__Exercise directions__
Below are some entries; set them all down exactly.

---*---

use criterion::{black_box, criterion_group, criterion_main, Criterion};
use datecrack::calendar::{count_valid_dates, SerializationFormat, YearRange};
use datecrack::progress::NoProgress;
use datecrack::source::{DateSource, NumericRangeSpec, RangeSource};
use datecrack::wordlist::Dedup;
use datecrack::{CancelToken, WordlistJob};

fn bench_date_iter(c: &mut Criterion) {
    let range = YearRange::new(1945, 2030).unwrap();
    let source = DateSource::gregorian(range, SerializationFormat::DayMonthYear);

    c.bench_function("date_iter_86_years", |b| {
        b.iter(|| black_box(source.iter().count()))
    });
}

fn bench_count_valid_dates(c: &mut Criterion) {
    c.bench_function("count_valid_dates", |b| {
        b.iter(|| count_valid_dates(black_box(1900), black_box(2100)))
    });
}

fn bench_assemble_dedup(c: &mut Criterion) {
    let range = YearRange::new(1990, 2030).unwrap();
    let job = WordlistJob::new()
        .with(DateSource::gregorian(range, SerializationFormat::DayMonthYear), Dedup::Track)
        .with(DateSource::buddhist(range, SerializationFormat::DayMonthYear), Dedup::Track)
        .with(RangeSource::new(NumericRangeSpec::new(0, 99_999, 8).unwrap()), Dedup::Probe);

    c.bench_function("assemble_dates_and_numbers", |b| {
        b.iter(|| {
            let mut buffer = Vec::with_capacity(2_000_000);
            job.write_to(&mut buffer, &NoProgress, &CancelToken::new()).unwrap();
            black_box(buffer.len())
        })
    });
}

fn bench_direct_range(c: &mut Criterion) {
    let source = RangeSource::new(NumericRangeSpec::new(0, 999_999, 6).unwrap());
    let job = WordlistJob::new().with(source, Dedup::Off);

    c.bench_function("direct_range_1m", |b| {
        b.iter(|| {
            let mut buffer = Vec::with_capacity(7_000_000);
            job.write_to(&mut buffer, &NoProgress, &CancelToken::new()).unwrap();
            black_box(buffer.len())
        })
    });
}

criterion_group!(
    benches,
    bench_date_iter,
    bench_count_valid_dates,
    bench_assemble_dedup,
    bench_direct_range,
);
criterion_main!(benches);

---*---

__Response to this task__
use criterion::{black_box, criterion_group, criterion_main, Criterion};
use datecrack::calendar::{count_valid_dates, SerializationFormat, YearRange};
use datecrack::progress::NoProgress;
use datecrack::source::{DateSource, NumericRangeSpec, RangeSource};
use datecrack::wordlist::Dedup;
use datecrack::{CancelToken, WordlistJob};

fn bench_date_iter(c: &mut Criterion) {
    let range = YearRange::new(1945, 2030).unwrap();
    let source = DateSource::gregorian(range, SerializationFormat::DayMonthYear);

    c.bench_function("date_iter_86_years", |b| {
        b.iter(|| black_box(source.iter().count()))
    });
}

fn bench_count_valid_dates(c: &mut Criterion) {
    c.bench_function("count_valid_dates", |b| {
        b.iter(|| count_valid_dates(black_box(1900), black_box(2100)))
    });
}

fn bench_assemble_dedup(c: &mut Criterion) {
    let range = YearRange::new(1990, 2030).unwrap();
    let job = WordlistJob::new()
        .with(DateSource::gregorian(range, SerializationFormat::DayMonthYear), Dedup::Track)
        .with(DateSource::buddhist(range, SerializationFormat::DayMonthYear), Dedup::Track)
        .with(RangeSource::new(NumericRangeSpec::new(0, 99_999, 8).unwrap()), Dedup::Probe);

    c.bench_function("assemble_dates_and_numbers", |b| {
        b.iter(|| {
            let mut buffer = Vec::with_capacity(2_000_000);
            job.write_to(&mut buffer, &NoProgress, &CancelToken::new()).unwrap();
            black_box(buffer.len())
        })
    });
}

fn bench_direct_range(c: &mut Criterion) {
    let source = RangeSource::new(NumericRangeSpec::new(0, 999_999, 6).unwrap());
    let job = WordlistJob::new().with(source, Dedup::Off);

    c.bench_function("direct_range_1m", |b| {
        b.iter(|| {
            let mut buffer = Vec::with_capacity(7_000_000);
            job.write_to(&mut buffer, &NoProgress, &CancelToken::new()).unwrap();
            black_box(buffer.len())
        })
    });
}

criterion_group!(
    benches,
    bench_date_iter,
    bench_count_valid_dates,
    bench_assemble_dedup,
    bench_direct_range,
);
criterion_main!(benches);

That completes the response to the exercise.